■ WHAT THE EXERCISE ASKS: The reply should hold every line of the data, unchanged and complete.

═════ SOURCE DATA

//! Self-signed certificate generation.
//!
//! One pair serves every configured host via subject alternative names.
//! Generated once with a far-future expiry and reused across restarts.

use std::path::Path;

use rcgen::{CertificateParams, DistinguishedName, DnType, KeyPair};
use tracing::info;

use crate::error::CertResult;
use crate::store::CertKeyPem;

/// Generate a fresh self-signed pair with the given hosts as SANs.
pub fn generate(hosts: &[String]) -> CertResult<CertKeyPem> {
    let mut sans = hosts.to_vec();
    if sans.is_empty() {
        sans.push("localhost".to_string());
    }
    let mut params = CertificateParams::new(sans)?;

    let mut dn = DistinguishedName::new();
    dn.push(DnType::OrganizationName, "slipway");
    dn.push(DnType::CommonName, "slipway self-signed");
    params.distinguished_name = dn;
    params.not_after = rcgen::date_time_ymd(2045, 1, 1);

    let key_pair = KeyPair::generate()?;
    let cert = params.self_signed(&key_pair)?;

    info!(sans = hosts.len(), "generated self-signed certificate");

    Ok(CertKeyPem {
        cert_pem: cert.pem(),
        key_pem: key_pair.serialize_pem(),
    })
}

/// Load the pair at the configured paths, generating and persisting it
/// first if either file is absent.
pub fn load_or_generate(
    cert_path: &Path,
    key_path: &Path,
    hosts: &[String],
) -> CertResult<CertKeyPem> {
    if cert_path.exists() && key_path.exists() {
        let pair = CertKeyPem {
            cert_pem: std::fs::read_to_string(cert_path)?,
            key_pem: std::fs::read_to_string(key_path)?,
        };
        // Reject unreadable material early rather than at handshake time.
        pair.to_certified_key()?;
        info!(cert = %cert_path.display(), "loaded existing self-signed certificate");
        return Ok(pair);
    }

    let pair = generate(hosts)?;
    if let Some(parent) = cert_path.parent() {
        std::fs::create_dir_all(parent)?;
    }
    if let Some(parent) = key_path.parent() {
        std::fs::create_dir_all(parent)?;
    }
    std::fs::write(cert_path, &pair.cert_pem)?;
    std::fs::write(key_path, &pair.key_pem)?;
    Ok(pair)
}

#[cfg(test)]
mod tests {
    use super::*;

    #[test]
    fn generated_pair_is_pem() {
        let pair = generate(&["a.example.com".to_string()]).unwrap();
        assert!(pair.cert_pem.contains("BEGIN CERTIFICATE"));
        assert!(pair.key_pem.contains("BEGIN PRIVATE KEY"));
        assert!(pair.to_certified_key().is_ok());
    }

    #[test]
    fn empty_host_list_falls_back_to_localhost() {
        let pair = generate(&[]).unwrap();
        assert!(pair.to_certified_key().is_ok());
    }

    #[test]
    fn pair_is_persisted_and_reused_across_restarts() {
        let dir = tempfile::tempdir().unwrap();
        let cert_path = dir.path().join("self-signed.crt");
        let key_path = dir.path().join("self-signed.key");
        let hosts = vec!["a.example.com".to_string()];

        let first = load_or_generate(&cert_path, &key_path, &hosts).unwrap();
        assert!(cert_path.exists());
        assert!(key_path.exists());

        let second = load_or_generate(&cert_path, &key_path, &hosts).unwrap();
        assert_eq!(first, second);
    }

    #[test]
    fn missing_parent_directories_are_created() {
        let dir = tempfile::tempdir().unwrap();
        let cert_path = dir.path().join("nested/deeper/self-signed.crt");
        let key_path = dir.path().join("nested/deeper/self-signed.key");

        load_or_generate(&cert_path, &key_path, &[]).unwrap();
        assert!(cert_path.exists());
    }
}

══════════

■ WRITTEN RESPONSE:
//! Self-signed certificate generation.
//!
//! One pair serves every configured host via subject alternative names.
//! Generated once with a far-future expiry and reused across restarts.

use std::path::Path;

use rcgen::{CertificateParams, DistinguishedName, DnType, KeyPair};
use tracing::info;

use crate::error::CertResult;
use crate::store::CertKeyPem;

/// Generate a fresh self-signed pair with the given hosts as SANs.
pub fn generate(hosts: &[String]) -> CertResult<CertKeyPem> {
    let mut sans = hosts.to_vec();
    if sans.is_empty() {
        sans.push("localhost".to_string());
    }
    let mut params = CertificateParams::new(sans)?;

    let mut dn = DistinguishedName::new();
    dn.push(DnType::OrganizationName, "slipway");
    dn.push(DnType::CommonName, "slipway self-signed");
    params.distinguished_name = dn;
    params.not_after = rcgen::date_time_ymd(2045, 1, 1);

    let key_pair = KeyPair::generate()?;
    let cert = params.self_signed(&key_pair)?;

    info!(sans = hosts.len(), "generated self-signed certificate");

    Ok(CertKeyPem {
        cert_pem: cert.pem(),
        key_pem: key_pair.serialize_pem(),
    })
}

/// Load the pair at the configured paths, generating and persisting it
/// first if either file is absent.
pub fn load_or_generate(
    cert_path: &Path,
    key_path: &Path,
    hosts: &[String],
) -> CertResult<CertKeyPem> {
    if cert_path.exists() && key_path.exists() {
        let pair = CertKeyPem {
            cert_pem: std::fs::read_to_string(cert_path)?,
            key_pem: std::fs::read_to_string(key_path)?,
        };
        // Reject unreadable material early rather than at handshake time.
        pair.to_certified_key()?;
        info!(cert = %cert_path.display(), "loaded existing self-signed certificate");
        return Ok(pair);
    }

    let pair = generate(hosts)?;
    if let Some(parent) = cert_path.parent() {
        std::fs::create_dir_all(parent)?;
    }
    if let Some(parent) = key_path.parent() {
        std::fs::create_dir_all(parent)?;
    }
    std::fs::write(cert_path, &pair.cert_pem)?;
    std::fs::write(key_path, &pair.key_pem)?;
    Ok(pair)
}

#[cfg(test)]
mod tests {
    use super::*;

    #[test]
    fn generated_pair_is_pem() {
        let pair = generate(&["a.example.com".to_string()]).unwrap();
        assert!(pair.cert_pem.contains("BEGIN CERTIFICATE"));
        assert!(pair.key_pem.contains("BEGIN PRIVATE KEY"));
        assert!(pair.to_certified_key().is_ok());
    }

    #[test]
    fn empty_host_list_falls_back_to_localhost() {
        let pair = generate(&[]).unwrap();
        assert!(pair.to_certified_key().is_ok());
    }

    #[test]
    fn pair_is_persisted_and_reused_across_restarts() {
        let dir = tempfile::tempdir().unwrap();
        let cert_path = dir.path().join("self-signed.crt");
        let key_path = dir.path().join("self-signed.key");
        let hosts = vec!["a.example.com".to_string()];

        let first = load_or_generate(&cert_path, &key_path, &hosts).unwrap();
        assert!(cert_path.exists());
        assert!(key_path.exists());

        let second = load_or_generate(&cert_path, &key_path, &hosts).unwrap();
        assert_eq!(first, second);
    }

    #[test]
    fn missing_parent_directories_are_created() {
        let dir = tempfile::tempdir().unwrap();
        let cert_path = dir.path().join("nested/deeper/self-signed.crt");
        let key_path = dir.path().join("nested/deeper/self-signed.key");

        load_or_generate(&cert_path, &key_path, &[]).unwrap();
        assert!(cert_path.exists());
    }
}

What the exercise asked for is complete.